Q: Assuming that the World Health Organisation monitors the safety, effectiveness and impact of a vaccine before it is introduced into the national immunisation programme of any country, can you provide some information on the observations during the clinical trials of the pentavalent vaccine with regard to its safety and efficacy?
A: WHO’s vaccine prequalification programme serves to ensure that all countries have access to vaccines that meet international standards of quality, safety and efficacy and are appropriate for the target population. WHO, therefore, believes all prequalifed pentavalent vaccines to be safe and effective.
As with all vaccines, however, reactions following administration can occur. The most common reactions observed following use of pentavalent vaccine include moderate inflammation at the site of injection and transient fever in a small proportion of cases. Serious reactions are extremely rare, with anaphylaxis (a form of general allergic reaction that most often evolves favourably) observed in less than one case per million.
This very low risk should be weighed against the lives saved through the protection provided by the pentavalent vaccine against five diseases: diphtheria, tetanus, pertussis (whooping cough), hepatitis B, and haemophilus influenza type b (Hib).
Q: Are the Hb and Hib vaccines taking a piggy backride on the DPT? How would you react to the allegations raised from certain quarters that it is merely a marketing trick? Would the Hib vaccines be more effective if given separately and does it in anyway lower the effectiveness of other vaccines when given in combination?
A: Hepatitis B and Hib vaccines provide safe and effective protection against two germs responsible for extremely serious diseases. WHO recommends their use in all countries for all infants. The combined administration with DTP is a way of minimizing the number of injections that are required for infants.
Administering hepatitis B and Hib vaccines together with DTP does not appear to lower the effectiveness of DTP.

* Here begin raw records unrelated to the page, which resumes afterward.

//! Rank resolver - total ordering of a guild's progress records
//!
//! Ordering is descending by level, then descending by lifetime XP, then by
//! user id so the order is total. The sort runs fresh on every query; guild
//! populations are small enough that maintaining an incremental index is not
//! worth the bookkeeping.

use std::cmp::Ordering;

use crate::entities::UserProgress;
use crate::value_objects::Snowflake;

/// A user's resolved position within a guild
#[derive(Debug, Clone, Copy, PartialEq, Eq)]
pub struct RankedUser {
    /// 1-based position in the guild ordering
    pub rank: i64,
    /// Number of records that participated in the ordering
    pub total_ranked: i64,
    pub level: i64,
    pub xp: i64,
}

/// Leaderboard comparator: level desc, XP desc, user id as the final tiebreak
fn compare(a: &UserProgress, b: &UserProgress) -> Ordering {
    b.level
        .cmp(&a.level)
        .then(b.xp.cmp(&a.xp))
        .then(a.user_id.cmp(&b.user_id))
}

/// Sort progress records into leaderboard order in place
pub fn order(records: &mut [UserProgress]) {
    records.sort_by(compare);
}

/// Resolve a single user's rank among the given records
///
/// Callers pass the guild's active records. Returns `None` when the user is
/// not among them (never active, or deactivated); the service layer surfaces
/// that as rank 0.
pub fn resolve(user_id: Snowflake, records: &[UserProgress]) -> Option<RankedUser> {
    let mut sorted: Vec<&UserProgress> = records.iter().collect();
    sorted.sort_by(|a, b| compare(a, b));

    let total_ranked = sorted.len() as i64;
    sorted.iter().position(|r| r.user_id == user_id).map(|idx| {
        let record = sorted[idx];
        RankedUser {
            rank: idx as i64 + 1,
            total_ranked,
            level: record.level,
            xp: record.xp,
        }
    })
}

Q: Is it true that the pentavalent vaccine that was introduced in the national immunisation programme in Sri Lanka in January 2008 had to be withdrawn after several thousand doses were administered as there were 25 serious adverse reactions, including five deaths? What was the finding of the WHO expert panel that investigated the case?
A: Authorities in Sri Lanka suspended the use of a pentavalent vaccine (Quinvaxem) in 2008 as a precaution following notification of serious adverse events by the national immunization programme.
The investigation of the cases, conducted with the assistance of WHO, did not identify conclusive evidence for a causal relationship between the administration of the vaccine and the adverse events. Sri Lanka has since resumed the use of pentavalent vaccine.
Q: Similarly, it was reported that the pentavalent vaccine introduced in the national immunisation programme of Bhutan in July 2009 was withdrawn within two months and after eight deaths. If the deaths were not related to immunisation, why was the entire batch of vaccines recalled?
A: Authorities in Bhutan suspended the use of a pentavalent vaccine (Easyfive) in 2009 as a precaution following notification of serious adverse events.
This decision was taken as a precautionary measure although there was no evidence of a causal relationship between the vaccine and the adverse events.
No conclusive evidence was found to incriminate the vaccine. Bhutan has since resumed the use of pentavalent vaccine. No recall of the batches involved was required.